■ **Exercise requirements**
What is the number of lines in these records that hold the word "Result"? Reply with that number alone.

--- Task input ---

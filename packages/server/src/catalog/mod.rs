//! The catalog aggregate engine.
//!
//! Everything in here is independent of the HTTP layer: operations take an
//! explicit database handle, a typed [`AdminId`] and already-validated input,
//! and return either the materialized aggregate or a [`CatalogError`].

pub mod category;
pub mod error;
pub mod guard;
pub mod product;
pub mod reconcile;
pub mod repo;
pub mod store;
pub mod tree;
pub mod tx;
pub mod variant;

pub use error::CatalogError;
pub use guard::AdminId;
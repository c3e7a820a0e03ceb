use sea_orm::entity::prelude::*;
use serde::{Deserialize, Serialize};

#[sea_orm::model]
#[derive(Clone, Debug, PartialEq, DeriveEntityModel, Serialize, Deserialize)]
#[sea_orm(table_name = "product")]
pub struct Model {
    #[sea_orm(primary_key)]
    pub id: i32,

    pub name: String,
    #[sea_orm(column_type = "Text")]
    pub description: String,
    pub rating: f32,
    pub is_featured: bool,
    pub is_archived: bool,
    pub has_variants: bool,

    pub category_id: i32,
    #[sea_orm(belongs_to, from = "category_id", to = "id")]
    pub category: HasOne<super::category::Entity>,

    pub store_id: i32,
    #[sea_orm(belongs_to, from = "store_id", to = "id")]
    pub store: HasOne<super::store::Entity>,

    #[sea_orm(has_many)]
    pub items: HasMany<super::product_item::Entity>,

    #[sea_orm(has_many)]
    pub images: HasMany<super::product_image::Entity>,

    pub created_at: DateTimeUtc,
    pub updated_at: DateTimeUtc,
    pub deleted_at: Option<DateTimeUtc>,
}

impl ActiveModelBehavior for ActiveModel {}
use axum::Json;
use axum::extract::{Path, Query, State};
use axum::http::StatusCode;
use axum::response::IntoResponse;
use tracing::instrument;

use crate::catalog::category as ops;
use crate::catalog::tree::TreeDepth;
use crate::error::{AppError, ErrorBody};
use crate::extractors::auth::AuthAdmin;
use crate::extractors::json::AppJson;
use crate::models::category::*;
use crate::state::AppState;

#[utoipa::path(
    post,
    path = "/",
    tag = "Categories",
    operation_id = "createCategory",
    summary = "Create a category",
    description = "Creates a category in the store. A parent, when given, must be a live category of the same store.",
    params(("store_id" = i32, Path, description = "Store ID")),
    request_body = CreateCategoryRequest,
    responses(
        (status = 201, description = "Category created", body = CategoryResponse),
        (status = 400, description = "Validation error (VALIDATION_ERROR)", body = ErrorBody),
        (status = 401, description = "Unauthorized (TOKEN_MISSING, TOKEN_INVALID)", body = ErrorBody),
        (status = 403, description = "Not the owner (PERMISSION_DENIED)", body = ErrorBody),
        (status = 404, description = "Store or parent not found (NOT_FOUND)", body = ErrorBody),
    ),
    security(("jwt" = [])),
)]
#[instrument(skip(state, auth, payload), fields(admin_id = %auth.id))]
pub async fn create_category(
    auth: AuthAdmin,
    State(state): State<AppState>,
    Path(store_id): Path<i32>,
    AppJson(payload): AppJson<CreateCategoryRequest>,
) -> Result<impl IntoResponse, AppError> {
    validate_create_category(&payload)?;
    let model = ops::create_category(&state.db, auth.id, store_id, payload).await?;
    Ok((StatusCode::CREATED, Json(CategoryResponse::from(model))))
}

#[utoipa::path(
    get,
    path = "/",
    tag = "Categories",
    operation_id = "getCategoryTree",
    summary = "Category tree",
    description = "Returns the store's categories as a forest. `level` bounds the depth below the roots (0 = roots only); absent or `-1` is unbounded.",
    params(("store_id" = i32, Path, description = "Store ID"), CategoryTreeQuery),
    responses(
        (status = 200, description = "Category forest", body = Vec<CategoryNode>),
        (status = 400, description = "Invalid level (VALIDATION_ERROR)", body = ErrorBody),
        (status = 401, description = "Unauthorized (TOKEN_MISSING, TOKEN_INVALID)", body = ErrorBody),
        (status = 403, description = "Not the owner (PERMISSION_DENIED)", body = ErrorBody),
        (status = 404, description = "Store not found (NOT_FOUND)", body = ErrorBody),
    ),
    security(("jwt" = [])),
)]
#[instrument(skip(state, auth, query), fields(admin_id = %auth.id, level = ?query.level))]
pub async fn category_tree(
    auth: AuthAdmin,
    State(state): State<AppState>,
    Path(store_id): Path<i32>,
    Query(query): Query<CategoryTreeQuery>,
) -> Result<Json<Vec<CategoryNode>>, AppError> {
    let depth = TreeDepth::from_level(query.level)?;
    let forest = ops::category_tree(&state.db, auth.id, store_id, depth).await?;
    Ok(Json(forest))
}

#[utoipa::path(
    get,
    path = "/{category_id}",
    tag = "Categories",
    operation_id = "getCategory",
    summary = "Get a category",
    params(
        ("store_id" = i32, Path, description = "Store ID"),
        ("category_id" = i32, Path, description = "Category ID"),
    ),
    responses(
        (status = 200, description = "Category", body = CategoryResponse),
        (status = 401, description = "Unauthorized (TOKEN_MISSING, TOKEN_INVALID)", body = ErrorBody),
        (status = 403, description = "Not the owner (PERMISSION_DENIED)", body = ErrorBody),
        (status = 404, description = "Category not found in this store (NOT_FOUND)", body = ErrorBody),
    ),
    security(("jwt" = [])),
)]
#[instrument(skip(state, auth), fields(admin_id = %auth.id))]
pub async fn get_category(
    auth: AuthAdmin,
    State(state): State<AppState>,
    Path((store_id, category_id)): Path<(i32, i32)>,
) -> Result<Json<CategoryResponse>, AppError> {
    let model = ops::get_category(&state.db, auth.id, store_id, category_id).await?;
    Ok(Json(model.into()))
}

#[utoipa::path(
    patch,
    path = "/{category_id}",
    tag = "Categories",
    operation_id = "updateCategory",
    summary = "Update a category",
    description = "Partially updates a category. `parent_category_id`: absent leaves it unchanged, `null` makes the category a root, a value re-parents it within the same store. Moving a category under its own descendant is rejected.",
    params(
        ("store_id" = i32, Path, description = "Store ID"),
        ("category_id" = i32, Path, description = "Category ID"),
    ),
    request_body = UpdateCategoryRequest,
    responses(
        (status = 200, description = "Category updated", body = CategoryResponse),
        (status = 400, description = "Validation error or cycle (VALIDATION_ERROR)", body = ErrorBody),
        (status = 401, description = "Unauthorized (TOKEN_MISSING, TOKEN_INVALID)", body = ErrorBody),
        (status = 403, description = "Not the owner (PERMISSION_DENIED)", body = ErrorBody),
        (status = 404, description = "Category or parent not found (NOT_FOUND)", body = ErrorBody),
    ),
    security(("jwt" = [])),
)]
#[instrument(skip(state, auth, payload), fields(admin_id = %auth.id))]
pub async fn update_category(
    auth: AuthAdmin,
    State(state): State<AppState>,
    Path((store_id, category_id)): Path<(i32, i32)>,
    AppJson(payload): AppJson<UpdateCategoryRequest>,
) -> Result<Json<CategoryResponse>, AppError> {
    validate_update_category(&payload)?;
    let model =
        ops::update_category(&state.db, auth.id, store_id, category_id, payload).await?;
    Ok(Json(model.into()))
}

#[utoipa::path(
    delete,
    path = "/{category_id}",
    tag = "Categories",
    operation_id = "deleteCategory",
    summary = "Delete a category",
    description = "Soft-deletes a category. Refused while live subcategories, products or variants reference it.",
    params(
        ("store_id" = i32, Path, description = "Store ID"),
        ("category_id" = i32, Path, description = "Category ID"),
    ),
    responses(
        (status = 204, description = "Category deleted"),
        (status = 401, description = "Unauthorized (TOKEN_MISSING, TOKEN_INVALID)", body = ErrorBody),
        (status = 403, description = "Not the owner (PERMISSION_DENIED)", body = ErrorBody),
        (status = 404, description = "Category not found (NOT_FOUND)", body = ErrorBody),
        (status = 409, description = "Category still referenced (CONFLICT)", body = ErrorBody),
    ),
    security(("jwt" = [])),
)]
#[instrument(skip(state, auth), fields(admin_id = %auth.id))]
pub async fn delete_category(
    auth: AuthAdmin,
    State(state): State<AppState>,
    Path((store_id, category_id)): Path<(i32, i32)>,
) -> Result<StatusCode, AppError> {
    ops::delete_category(&state.db, auth.id, store_id, category_id).await?;
    Ok(StatusCode::NO_CONTENT)
}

---

■ **The answer**
5